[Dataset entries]
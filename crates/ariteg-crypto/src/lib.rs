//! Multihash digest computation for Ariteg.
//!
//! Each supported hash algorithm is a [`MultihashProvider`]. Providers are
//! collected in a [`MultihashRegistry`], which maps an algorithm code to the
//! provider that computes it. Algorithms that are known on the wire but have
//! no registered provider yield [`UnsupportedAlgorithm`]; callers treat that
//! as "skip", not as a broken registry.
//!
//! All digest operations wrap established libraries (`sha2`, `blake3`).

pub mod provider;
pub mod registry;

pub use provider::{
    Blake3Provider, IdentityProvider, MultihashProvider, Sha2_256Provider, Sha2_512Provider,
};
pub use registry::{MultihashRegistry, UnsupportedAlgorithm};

WORK TASK: Filter the entries and copy out every line with the word "UnsupportedAlgorithm".

ANSWER AREA:
//! no registered provider yield [`UnsupportedAlgorithm`]; callers treat that
pub use registry::{MultihashRegistry, UnsupportedAlgorithm};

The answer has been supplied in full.